There is no sign of widespread civil disobedience here yet.  But mark my words, give it time. 

Des Nix may have been the first.  But he won't be the last.  Unless there is significant debt restructuring and burden sharing with our EU partners and the IMF -- unless the foreign banks and bondholders accept that they have lost a lot of the money they lent into Ireland -- there is going to be trouble. 

Unless this is done the ordinary Irish taxpayer will have to carry the entire enormous debt burden, and that will cause public outrage because it is seen as totally unfair.  Not much has happened yet because although the recession is deep and unemployment is high, the real impact of what is happening has yet to hit us.

When the cumulative effects of the cutbacks and tax hikes really start to hit home in the years ahead, there is likely to be a mass reaction with street protests and possible widespread civil disobedience.   

It may only take a single issue -- something like the means testing of the old age pension, for example -- to set it off.  But once it starts I believe it will be difficult to contain, and the authority of the government and the cohesion of Irish society will then be at risk.  

This may seem alarmist at this stage, but there is a serious underestimation at EU and IMF level of the anger and bitterness that is now festering among ordinary people here at the situation we face. 

The bottom line is that the boom was not driven by ordinary people here, yet they are being forced to pick up the tab for its collapse, a tab so big that it has bankrupted the nation, stolen our economic sovereignty and will swallow a huge part of the taxes we pay for years to come. 

Over the past week we have seen several developments which have added fuel to the flames of fury here.  First up was the revelation that the former head of Ireland's biggest bank AIB, the black hole which has been taken over by the state, got a €3 million severance package when he was removed last year. 

He was part of the senior management team throughout the period of the boom when AIB went completely off the rails.  Yet he has walked away with a personal fortune at a time when thousands of ordinary people are struggling to keep their heads above water. 

That is just one example.  Details of the departing pay and pension packages given to many senior managers who were key figures during the boom were published last week and added to the outrage of everyone else. 

Also last week, two important reports were published. The first was the one on the collapse in Irish banking which was commissioned by the last government and produced by the respected Finnish banking expert Patrick Nyberg. 

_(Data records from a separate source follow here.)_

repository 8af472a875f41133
//! Tool schema conversion port.
//!
//! Separates "what the tool accepts" (domain) from "how to serialize it for
//! an agent framework" (infrastructure). The domain layer defines
//! [`ToolDefinition`] and [`ToolSpec`]; this port handles the JSON Schema
//! conversion that frameworks and LLM APIs require.

use tavily_domain::tool::entities::{ToolDefinition, ToolSpec};

/// Port for converting tool definitions to JSON Schema.
pub trait ToolSchemaPort: Send + Sync {
    /// Convert a single tool definition to provider-neutral JSON Schema.
    fn tool_to_schema(&self, tool: &ToolDefinition) -> serde_json::Value;

    /// Convert all tools to a JSON Schema array (sorted by name).
    fn all_tools_schema(&self, spec: &ToolSpec) -> Vec<serde_json::Value>;
}
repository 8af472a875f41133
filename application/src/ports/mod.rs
//! Port definitions (interfaces for external adapters)
//!
//! Ports define the contracts that infrastructure adapters must implement.

pub mod progress;
pub mod search_gateway;
pub mod tool_schema;
//! Search Gateway port
//!
//! Defines the interface for reaching the web search provider.

use async_trait::async_trait;
use tavily_domain::{ProviderPayload, SearchRequest};
use thiserror::Error;

/// Errors that can occur during search gateway operations
#[derive(Error, Debug)]
pub enum GatewayError {
    #[error("Connection error: {0}")]
    ConnectionError(String),

    #[error("Search tool not found: {0}")]
    ToolNotFound(String),

    #[error("Request failed: {0}")]
    RequestFailed(String),

    #[error("Timeout")]
    Timeout,

    #[error("Transport closed")]
    TransportClosed,

    #[error("Configuration error: {0}")]
    Configuration(String),
}

/// Gateway to the search provider
///
/// This port defines how the application layer reaches the provider.
/// Implementations (adapters) live in the infrastructure layer.
#[async_trait]
pub trait SearchGateway: Send + Sync {
    /// Run one search and return the provider's raw answer
    async fn search(&self, request: &SearchRequest) -> Result<ProviderPayload, GatewayError>;

    /// Whether the provider can be reached at all
    async fn is_available(&self) -> bool;
}
//! Search parameters: use case execution control.
//!
//! [`SearchParams`] groups the static parameters that control one run of
//! [`RunSearchUseCase`](crate::use_cases::run_search::RunSearchUseCase).
//! These are application-layer concerns, not part of the search request.

use serde::{Deserialize, Serialize};
use std::time::Duration;

/// Default upper bound for one search, including process startup.
pub const DEFAULT_SEARCH_TIMEOUT: Duration = Duration::from_secs(60);

/// Execution control for a single search.
#[derive(Debug, Clone, PartialEq, Serialize, Deserialize)]
pub struct SearchParams {
    /// Overall timeout for the gateway call. `None` waits forever.
    pub timeout: Option<Duration>,
}

impl Default for SearchParams {
    fn default() -> Self {
        Self {
            timeout: Some(DEFAULT_SEARCH_TIMEOUT),
        }
    }
}

impl SearchParams {
    pub fn with_timeout(mut self, timeout: Option<Duration>) -> Self {
        self.timeout = timeout;
        self
    }

    pub fn with_timeout_secs(self, secs: u64) -> Self {
        self.with_timeout(Some(Duration::from_secs(secs)))
    }
}
//! Progress reporting for search execution

use colored::Colorize;
use indicatif::{ProgressBar, ProgressStyle};
use std::sync::Mutex;
use std::time::Duration;
use tavily_application::ports::progress::SearchProgressNotifier;

/// Reports progress with a terminal spinner (drawn on stderr)
pub struct ProgressReporter {
    spinner: Mutex<Option<ProgressBar>>,
}

impl ProgressReporter {
    pub fn new() -> Self {
        Self {
            spinner: Mutex::new(None),
        }
    }

    fn spinner_style() -> ProgressStyle {
        ProgressStyle::default_spinner()
            .template("{spinner:.green} {prefix:.bold.cyan} {msg} {elapsed:.dim}")
            .unwrap_or_else(|_| ProgressStyle::default_spinner())
    }

    fn take_spinner(&self) -> Option<ProgressBar> {
        self.spinner.lock().ok().and_then(|mut slot| slot.take())
    }
}

impl Default for ProgressReporter {
    fn default() -> Self {
        Self::new()
    }
}

impl SearchProgressNotifier for ProgressReporter {
    fn on_search_start(&self, query: &str) {
        let pb = ProgressBar::new_spinner();
        pb.set_style(Self::spinner_style());
        pb.set_prefix("Searching");
        pb.set_message(query.to_string());
        pb.enable_steady_tick(Duration::from_millis(100));

        if let Ok(mut slot) = self.spinner.lock() {
            *slot = Some(pb);
        }
    }

    fn on_search_complete(&self, total_results: usize) {
        if let Some(pb) = self.take_spinner() {
            pb.finish_and_clear();
            eprintln!("{} {} result(s)", "v".green(), total_results);
        }
    }

    fn on_search_failed(&self, error: &str) {
        if let Some(pb) = self.take_spinner() {
            pb.finish_and_clear();
            eprintln!("{} {}", "x".red(), error);
        }
    }
}

/// Simple text-based progress for non-interactive stderr
pub struct SimpleProgress;

impl SearchProgressNotifier for SimpleProgress {
    fn on_search_start(&self, query: &str) {
        eprintln!("{} {} {}", "->".cyan(), "Searching".bold(), query);
    }

    fn on_search_complete(&self, total_results: usize) {
        eprintln!("  {} {} result(s)", "v".green(), total_results);
    }

    fn on_search_failed(&self, error: &str) {
        eprintln!("  {} {}", "x".red(), error);
    }
}
pub mod console;
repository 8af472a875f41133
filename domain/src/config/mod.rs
//! Configuration value objects for the domain layer
//!
//! These are domain concepts related to configuration that are
//! used across multiple layers.

mod output_format;

pub use output_format::OutputFormat;
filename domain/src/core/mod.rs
//! Core domain concepts shared across all subdomains.
//!
//! - [`error::DomainError`]: domain-level errors

pub mod error;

Finland came through a banking crisis over a decade ago which is why he got the job.  
But his report was disappointing.  It told us what we knew already, that the crisis was caused by poor regulation, flawed lending policy and what amounted to a "mania" in the banks which replaced normal risk management. 

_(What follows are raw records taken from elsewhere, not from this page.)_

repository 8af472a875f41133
//! A live connection to the MCP search server.
//!
//! [`McpSession::spawn`] starts the server process, performs the MCP
//! handshake over its stdio and resolves which remote tool performs the
//! search. The protocol itself is handled by `rmcp`.

use super::error::{McpError, Result};
use super::protocol::payload_from_result;
use super::server::McpServerParams;
use rmcp::model::CallToolRequestParams;
use rmcp::service::RunningService;
use rmcp::{ClientHandler, RoleClient, ServiceExt};
use serde_json::{Map, Value};
use std::time::Duration;
use tavily_domain::ProviderPayload;
use tokio::io::{AsyncBufReadExt, AsyncRead, AsyncWrite, BufReader};
use tokio::process::{Child, ChildStderr};
use tokio::task::JoinHandle;
use tracing::{debug, info, warn};

/// Time the server gets to exit on its own after stdin closes.
const EXIT_GRACE: Duration = Duration::from_secs(2);

/// Client-side handler; the search server never calls back into us.
#[derive(Clone, Debug, Default)]
pub struct SearchClientHandler;

impl ClientHandler for SearchClientHandler {}

/// One MCP client connection plus the process behind it, if any.
pub struct McpSession {
    service: RunningService<RoleClient, SearchClientHandler>,
    tool_name: String,
    child: Option<Child>,
    stderr_task: Option<JoinHandle<()>>,
}

impl McpSession {
    /// Spawn the server described by `params` and connect to it.
    pub async fn spawn(params: &McpServerParams, tool_pattern: &str) -> Result<Self> {
        debug!("Spawning MCP server: {}", params.display_command());

        let mut child = params
            .to_command()
            .spawn()
            .map_err(|source| McpError::SpawnError {
                command: params.command.clone(),
                source,
            })?;

        let stdin = child.stdin.take().ok_or_else(|| McpError::SpawnError {
            command: params.command.clone(),
            source: std::io::Error::other("Failed to capture stdin"),
        })?;
        let stdout = child.stdout.take().ok_or_else(|| McpError::SpawnError {
            command: params.command.clone(),
            source: std::io::Error::other("Failed to capture stdout"),
        })?;
        let stderr_task = child.stderr.take().map(|stderr| tokio::spawn(forward_stderr(stderr)));

        // On failure `child` drops here and kill_on_drop reaps it.
        let mut session = Self::connect(stdout, stdin, tool_pattern).await?;
        session.child = Some(child);
        session.stderr_task = stderr_task;
        Ok(session)
    }

    /// Connect over an existing byte stream pair.
    pub async fn connect<R, W>(reader: R, writer: W, tool_pattern: &str) -> Result<Self>
    where
        R: AsyncRead + Send + Unpin + 'static,
        W: AsyncWrite + Send + Unpin + 'static,
    {
        let service = SearchClientHandler
            .serve((reader, writer))
            .await
            .map_err(|e| McpError::HandshakeFailed(e.to_string()))?;

        if let Some(info) = service.peer_info() {
            debug!(
                "Connected to MCP server: {} {}",
                info.server_info.name, info.server_info.version
            );
        }

        let tools = match service.list_all_tools().await {
            Ok(tools) => tools,
            Err(e) => {
                shutdown(service).await;
                return Err(McpError::RequestFailed(format!("tools/list failed: {}", e)));
            }
        };
        let names: Vec<String> = tools.iter().map(|tool| tool.name.to_string()).collect();

        let Some(tool_name) = select_tool(&names, tool_pattern) else {
            shutdown(service).await;
            return Err(McpError::ToolNotFound {
                pattern: tool_pattern.to_string(),
                available: if names.is_empty() {
                    "nothing".to_string()
                } else {
                    names.join(", ")
                },
            });
        };
        let tool_name = tool_name.to_string();
        info!("Using search tool '{}'", tool_name);

        Ok(Self {
            service,
            tool_name,
            child: None,
            stderr_task: None,
        })
    }

    /// Name of the remote tool this session calls.
    pub fn tool_name(&self) -> &str {
        &self.tool_name
    }

    /// Invoke the search tool once.
    pub async fn call(&self, arguments: Map<String, Value>) -> Result<ProviderPayload> {
        debug!("Calling '{}' with {} argument(s)", self.tool_name, arguments.len());

        let params = CallToolRequestParams::new(self.tool_name.clone()).with_arguments(arguments);

        let result = self
            .service
            .call_tool(params)
            .await
            .map_err(|e| McpError::RequestFailed(format!("tools/call '{}' failed: {}", self.tool_name, e)))?;

        Ok(payload_from_result(result))
    }

    /// Shut the connection down and wait for the server to exit.
    pub async fn close(self) {
        let Self {
            service,
            child,
            stderr_task,
            ..
        } = self;

        shutdown(service).await;

        if let Some(mut child) = child {
            match tokio::time::timeout(EXIT_GRACE, child.wait()).await {
                Ok(Ok(status)) => debug!("MCP server exited: {}", status),
                Ok(Err(e)) => warn!("Failed to wait for MCP server: {}", e),
                Err(_) => {
                    debug!("MCP server still running after {:?}, killing", EXIT_GRACE);
                    if let Err(e) = child.kill().await {
                        warn!("Failed to kill MCP server: {}", e);
                    }
                }
            }
        }

        if let Some(task) = stderr_task {
            task.abort();
        }
    }
}

/// Stop the client task and drop the transport.
async fn shutdown(service: RunningService<RoleClient, SearchClientHandler>) {
    if let Err(e) = service.cancel().await {
        debug!("MCP client task ended abnormally: {}", e);
    }
}

/// First tool whose name contains `pattern`.
pub fn select_tool<'a>(names: &'a [String], pattern: &str) -> Option<&'a str> {
    names
        .iter()
        .map(String::as_str)
        .find(|name| name.contains(pattern))
}

async fn forward_stderr(stderr: ChildStderr) {
    let mut lines = BufReader::new(stderr).lines();
    loop {
        match lines.next_line().await {
            Ok(Some(line)) => debug!("[mcp-server] {}", line),
            Ok(None) => break,
            Err(e) => {
                debug!("Stopped reading MCP server stderr: {}", e);
                break;
            }
        }
    }
}
//! Output configuration from TOML (`[output]` section)

use serde::{Deserialize, Serialize};
use tavily_domain::OutputFormat;

// Re-export OutputFormat from domain for convenience
pub use tavily_domain::OutputFormat as FileOutputFormat;

/// Raw output configuration from TOML
#[derive(Debug, Clone, PartialEq, Serialize, Deserialize)]
#[serde(default)]
pub struct FileOutputConfig {
    /// Output format (uses domain type)
    #[serde(skip_serializing_if = "Option::is_none")]
    pub format: Option<OutputFormat>,
    /// Enable colored terminal output
    pub color: bool,
}

impl Default for FileOutputConfig {
    fn default() -> Self {
        Self {
            format: None,
            color: true,
        }
    }
}
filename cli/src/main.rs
//! CLI entrypoint for tavily-tool
//!
//! This is the main binary that wires together all layers using
//! dependency injection.

use anyhow::{Context, Result, anyhow, bail};
use clap::{CommandFactory, Parser};
use std::io::IsTerminal;
use std::path::Path;
use std::process::ExitCode;
use std::sync::Arc;
use tavily_application::{
    NoProgress, RunSearchInput, RunSearchUseCase, SearchParams, SearchProgressNotifier,
    ToolSchemaPort,
};
use tavily_domain::{SearchRequest, ToolCall, ToolProvider};
use tavily_infrastructure::{
    ConfigLoader, FileConfig, JsonSchemaToolConverter, TAVILY_TOOL, TavilyMcpGateway,
    TavilySearchTool, default_tool_spec,
};
use tavily_presentation::{
    Cli, Command, ConsoleFormatter, ProgressReporter, SearchArgs, SimpleProgress,
};
use tokio_util::sync::CancellationToken;
use tracing::{debug, info, warn};
use tracing_appender::non_blocking::WorkerGuard;
use tracing_subscriber::{EnvFilter, fmt, prelude::*};

#[tokio::main]
async fn main() -> Result<ExitCode> {
    let cli = Cli::parse();
    let _log_guard = init_logging(cli.verbose, cli.log_dir.as_deref())?;

    info!("Starting tavily-tool");

    if let Some(path) = &cli.config
        && !path.exists()
    {
        bail!("Config file not found: {}", path.display());
    }

    let config = if cli.no_config {
        ConfigLoader::load_defaults()
    } else {
        ConfigLoader::load(cli.config.as_ref())
    }
    .map_err(|e| anyhow!("Failed to load configuration: {}", e))?;

    if cli.show_config {
        if !cli.no_config {
            ConfigLoader::print_config_sources(cli.config.as_ref());
            println!();
        }
        let effective = toml::to_string_pretty(&config.redacted())
            .context("Failed to render configuration")?;
        println!("{}", effective);
        return Ok(ExitCode::SUCCESS);
    }

    config.validate().context("Invalid configuration")?;

    if !config.output.color || std::env::var_os("NO_COLOR").is_some() {
        ConsoleFormatter::disable_color();
    }

    let Some(command) = cli.command else {
        Cli::command().print_help()?;
        return Ok(ExitCode::SUCCESS);
    };

    let format = cli
        .output
        .map(Into::into)
        .or(config.output.format)
        .unwrap_or_default();

    match command {
        Command::Schema => {
            let schemas = JsonSchemaToolConverter.all_tools_schema(&default_tool_spec());
            println!("{}", ConsoleFormatter::format_schema(&schemas));
            Ok(ExitCode::SUCCESS)
        }
        Command::Search(args) => {
            let session = SearchSession::new(&config, cli.quiet)?;
            let request = build_request(args)?;
            debug!("Search request: {:?}", request);

            let use_case = RunSearchUseCase::new(session.gateway.clone());
            let input = RunSearchInput::new(request).with_params(session.params.clone());
            let output = use_case
                .execute_with_cancellation(input, session.progress.as_ref(), session.token.clone())
                .await?;

            println!("{}", ConsoleFormatter::format_output(&output, format));
            Ok(ExitCode::SUCCESS)
        }
        Command::Call { arguments } => {
            let arguments: serde_json::Value =
                serde_json::from_str(&arguments).context("Arguments are not valid JSON")?;
            let Some(call) = ToolCall::from_json(TAVILY_TOOL, arguments) else {
                bail!("Arguments must be a JSON object");
            };

            let session = SearchSession::new(&config, cli.quiet)?;
            let tool = TavilySearchTool::new(session.gateway.clone())
                .with_params(session.params.clone())
                .with_progress(session.progress.clone())
                .with_cancellation(session.token.clone());

            let result = tool.execute(&call).await;
            println!("{}", ConsoleFormatter::format_tool_result(&result));

            Ok(if result.is_success() {
                ExitCode::SUCCESS
            } else {
                ExitCode::FAILURE
            })
        }
    }
}

/// Everything a search-running command needs.
struct SearchSession {
    gateway: Arc<TavilyMcpGateway>,
    params: SearchParams,
    progress: Arc<dyn SearchProgressNotifier>,
    token: CancellationToken,
}

impl SearchSession {
    fn new(config: &FileConfig, quiet: bool) -> Result<Self> {
        let gateway = Arc::new(TavilyMcpGateway::from_config(config)?);
        info!("Search provider: {}", gateway.params().display_command());

        let params = SearchParams::default().with_timeout_secs(config.search.timeout_seconds);

        let progress: Arc<dyn SearchProgressNotifier> = if quiet {
            Arc::new(NoProgress)
        } else if std::io::stderr().is_terminal() {
            Arc::new(ProgressReporter::new())
        } else {
            Arc::new(SimpleProgress)
        };

        let token = CancellationToken::new();
        let on_interrupt = token.clone();
        tokio::spawn(async move {
            if tokio::signal::ctrl_c().await.is_ok() {
                warn!("Interrupted, cancelling search");
                on_interrupt.cancel();
            }
        });

        Ok(Self {
            gateway,
            params,
            progress,
            token,
        })
    }
}

fn build_request(args: SearchArgs) -> Result<SearchRequest> {
    let mut request = SearchRequest::new(args.query)?
        .with_domains(args.domains)
        .with_answer(args.include_answer);

    if let Some(max_results) = args.max_results {
        request = request.with_max_results(max_results);
    }
    if let Some(depth) = args.depth {
        request = request.with_depth(depth.into());
    }
    if let Some(topic) = args.topic {
        request = request.with_topic(topic.into());
    }

    Ok(request)
}

/// Initialize logging based on verbosity level.
///
/// `RUST_LOG` overrides the verbosity flags. Logs go to stderr so that
/// stdout only carries results.
fn init_logging(verbose: u8, log_dir: Option<&Path>) -> Result<Option<WorkerGuard>> {
    let level = match verbose {
        0 => "warn",
        1 => "info",
        2 => "debug",
        _ => "trace", // -vvv or more
    };
    let filter = || EnvFilter::try_from_default_env().unwrap_or_else(|_| EnvFilter::new(level));

    let stderr_layer = fmt::layer()
        .with_writer(std::io::stderr)
        .with_target(false)
        .with_filter(filter());

    let (file_layer, guard) = match log_dir {
        Some(dir) => {
            std::fs::create_dir_all(dir)
                .with_context(|| format!("Failed to create log directory {}", dir.display()))?;
            let appender = tracing_appender::rolling::daily(dir, "tavily-tool.log");
            let (writer, guard) = tracing_appender::non_blocking(appender);
            let layer = fmt::layer()
                .with_writer(writer)
                .with_ansi(false)
                .with_filter(filter());
            (Some(layer), Some(guard))
        }
        None => (None, None),
    };

    tracing_subscriber::registry()
        .with(stderr_layer)
        .with(file_layer)
        .init();

    Ok(guard)
}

What Nyberg did not do was name names.  He did not identify all the people who had been in the key positions in the various banks when the mania was in full flow.  Instead he spread the blame across all of Irish society. 

The following sentence from his report was run as a headline across the front page of The Irish Times: "The extent to which parts of Irish society were willing to let the good times roll on until the very last minute, a feature of the financial mania, may have been exceptional."

This enraged ordinary people even more. Was Nyberg saying that we were all to blame for what went on in the banks? 

Were we all to blame for the tens of billions that were lost in property speculation?  Were we all to blame for the failure by politicians, regulators and banks to calm the market? 

The other report which emerged last week was the one recommending the sale of state assets (like the electricity and gas utility companies) to pay back some of our debt.  This may well result in higher prices and even poorer service for ordinary people. 

And the bottom line is that it is unlikely to raise more than €5 billion when our total debt is now heading for €250 billion.  So we would be selling the family silver to give the money to the foreign banks and in the end it would not make much difference, except that ordinary people would eventually lose out.

Much more of this and my friend Des Nix will not be the only one making a stand.